Our older son, our younger son, flying, oh no, school anxiety, social anxiety, loneliness, friendship, math stress, covid stress, birthday approaching, turning 12, turning 17, no rituals, is my throat scratchy?, do I have covid?, my nose feel weird…

…and so on.

The thing about the worries that arise at the witching hour is that they all feel so real. Of course, all worries and intrusive thoughts feel real; that’s what makes them challenging to deal with. But there’s a particular conviction that arrives in the middle of the night, at least for me, bolstered by the telltale and classic anxiety thought, “If it’s coming in the middle of the night it must be stemming from my intuition/unconscious, which means I’m probably tapping into something true. Maybe my son shouldn’t fly tomorrow! Maybe I’m having a premonition!”

Most nights, however, I’m able to catch the thoughts by the tail and channel them in another direction. Instead of indulging the thoughts, I tiptoe back into bed and drop into another space: the space below thoughts, and even below feelings. The space of soul with imagination at the helm of the inner ship. This is what I imagined:

I send my worried like boats down the creek. I place each worry on a leaf-boat and imagine it surrounded by light and the wisdom of ancestors who sing and dance on the banks. An owl hoots, and a mate returns the call. My worries are held in the web of nature that resides only in trust. One by one, I watch my worries float downstream, held and guided, until at last I sink back into sleep.

I’ve shared in several posts, including this one that I wrote over eleven years ago just before our younger son turned one, that worry is the work of motherhood. If we’re to be sane at all as parents, we must actively work with worry, otherwise it will do a workover on us daily. Like all manifestations of anxiety, working with worry is a practice, and when we hone the practice over time – hundreds and hundreds of choice-points when we name the habitual response and send our minds and souls down another pathway – we can come back to center more quickly.

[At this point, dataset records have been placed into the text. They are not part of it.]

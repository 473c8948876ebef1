pub mod document;
pub mod error;
pub mod parser;
pub mod serializer;

pub use document::{parse_document, Document, ScriptRoot, StyleRoot};
pub use error::{ParseError, ParseResult};
pub use parser::parse;
pub use serializer::stringify;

Worry is, fundamentally, a misguided attempt to control the future. The worry-brain believes that if it worries enough it will prevent bad things from happening. It’s one of those mind-glitches that feels true because we’ve indulged it thousands of times, but it’s not true. The hard truth is that we have control over very little in life, and we certainly can’t control the future. I hate this part of life more than anything else, but when we love deeply we risk deeply, for embedded in loving is the possibility of loss. And, at the core, this is what we’re trying to control and protect against: the fact that we can lose the people and creatures we love most in the world. In my opinion, it’s a highly faulty plan. But it’s what it is.

So we choose: to jump on the worry-train and reinforce the faulty belief that worry is keeping our loved ones safe OR to send worry along the riverways and into the stars, to recognize that at the core of worry is the magnificent love we carry for others and life itself, and that when we can tap into the depth of that love the tears arrive, and the gratitude, and the joy. Imagination, prayer, poetry, gratitude, nature: these are all expressions of love, and one thing we know for sure is that love is stronger than fear. I can choose to dwell in fear or I can choose to dwell in love. I choose love.